### WHAT THE EXERCISE ASKS
In the lines below, look for "case". Copy each line where it appears.

RECORDS FOR THE EXERCISE section start

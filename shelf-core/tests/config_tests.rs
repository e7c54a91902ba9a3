//! Config error-message, atomic-write-safety, and layering integration tests.

use assert_fs::prelude::*;
use predicates::prelude::predicate;
use rstest::rstest;
use shelf_core::{config, paths, ConfigError, SyncConfig};
use std::fs;
use std::path::PathBuf;

fn complete() -> SyncConfig {
    SyncConfig {
        github_token: "ghp_test".to_string(),
        owner: "octo".to_string(),
        repo: "library".to_string(),
        library_path: PathBuf::from("/code"),
        ..SyncConfig::default()
    }
}

// ---------------------------------------------------------------------------
// 1. Load error messages
// ---------------------------------------------------------------------------

#[test]
fn load_missing_config_points_at_setup() {
    let home = assert_fs::TempDir::new().expect("tempdir");
    let err = config::load_from(&paths::config_path(home.path())).unwrap_err();
    assert!(matches!(err, ConfigError::ConfigNotFound { .. }), "got: {err}");
    assert!(err.to_string().contains("shelf setup"));
    assert!(err.to_string().contains("config.yaml"));
}

#[test]
fn load_corrupt_yaml_returns_parse_error_with_path() {
    let home = assert_fs::TempDir::new().expect("tempdir");
    let file = home.child(".shelf").child("config.yaml");
    file.write_binary(b": : corrupt : yaml : !!!\n  - broken: [unclosed")
        .expect("write");

    let err = config::load_from(file.path()).unwrap_err();
    assert!(matches!(err, ConfigError::Parse { .. }), "got: {err}");
    assert!(err.to_string().contains("config.yaml"));
}

#[test]
fn load_wrong_type_yaml_returns_parse_error() {
    let home = assert_fs::TempDir::new().expect("tempdir");
    let file = home.child(".shelf").child("config.yaml");
    file.write_str("- this is a list, not a mapping\n").expect("write");

    let err = config::load_from(file.path()).unwrap_err();
    assert!(matches!(err, ConfigError::Parse { .. }), "got: {err}");
}

#[rstest]
#[case::token("github_token")]
#[case::owner("owner")]
#[case::repo("repo")]
#[case::library("library_path")]
fn validate_names_missing_field(#[case] field: &'static str) {
    let mut cfg = complete();
    match field {
        "github_token" => cfg.github_token.clear(),
        "owner" => cfg.owner.clear(),
        "repo" => cfg.repo.clear(),
        _ => cfg.library_path = PathBuf::new(),
    }
    let err = cfg.validate().unwrap_err();
    assert!(err.to_string().contains(field), "got: {err}");
}

// ---------------------------------------------------------------------------
// 2. Atomic write safety
// ---------------------------------------------------------------------------

#[test]
fn save_writes_yaml_and_cleans_up_tmp() {
    let home = assert_fs::TempDir::new().expect("tempdir");
    config::save_at(home.path(), &complete()).expect("save");

    let file = home.child(".shelf").child("config.yaml");
    file.assert(predicate::path::exists());
    file.assert(predicate::str::contains("owner: octo"));
    home.child(".shelf")
        .child("config.yaml.tmp")
        .assert(predicate::path::missing());
}

#[test]
fn mid_write_crash_leaves_original_intact() {
    let home = assert_fs::TempDir::new().expect("tempdir");
    let path = config::save_at(home.path(), &complete()).expect("save");
    let original_bytes = fs::read(&path).expect("read original");

    // Simulate crash: .tmp written but process died before rename
    let tmp = path.with_extension("yaml.tmp");
    fs::write(&tmp, b"CRASH - INCOMPLETE WRITE").expect("write crash tmp");

    let loaded = config::load_from(&path).expect("load after crash");
    assert_eq!(loaded, complete());
    assert_eq!(fs::read(&path).expect("read"), original_bytes);
}

#[test]
fn resave_overwrites_previous_values() {
    let home = assert_fs::TempDir::new().expect("tempdir");
    config::save_at(home.path(), &complete()).expect("first save");

    let mut edited = config::load_or_default_at(home.path()).expect("load");
    edited.branch = "archive".to_string();
    edited.extensions.clear();
    config::save_at(home.path(), &edited).expect("second save");

    let loaded = config::load_or_default_at(home.path()).expect("reload");
    assert_eq!(loaded.branch, "archive");
    assert!(loaded.extensions.is_empty(), "empty allow-list must survive a roundtrip");
}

RECORDS FOR THE EXERCISE section end

### TASK OUTPUT
#[case::token("github_token")]
#[case::owner("owner")]
#[case::repo("repo")]
#[case::library("library_path")]
fn validate_names_missing_field(#[case] field: &'static str) {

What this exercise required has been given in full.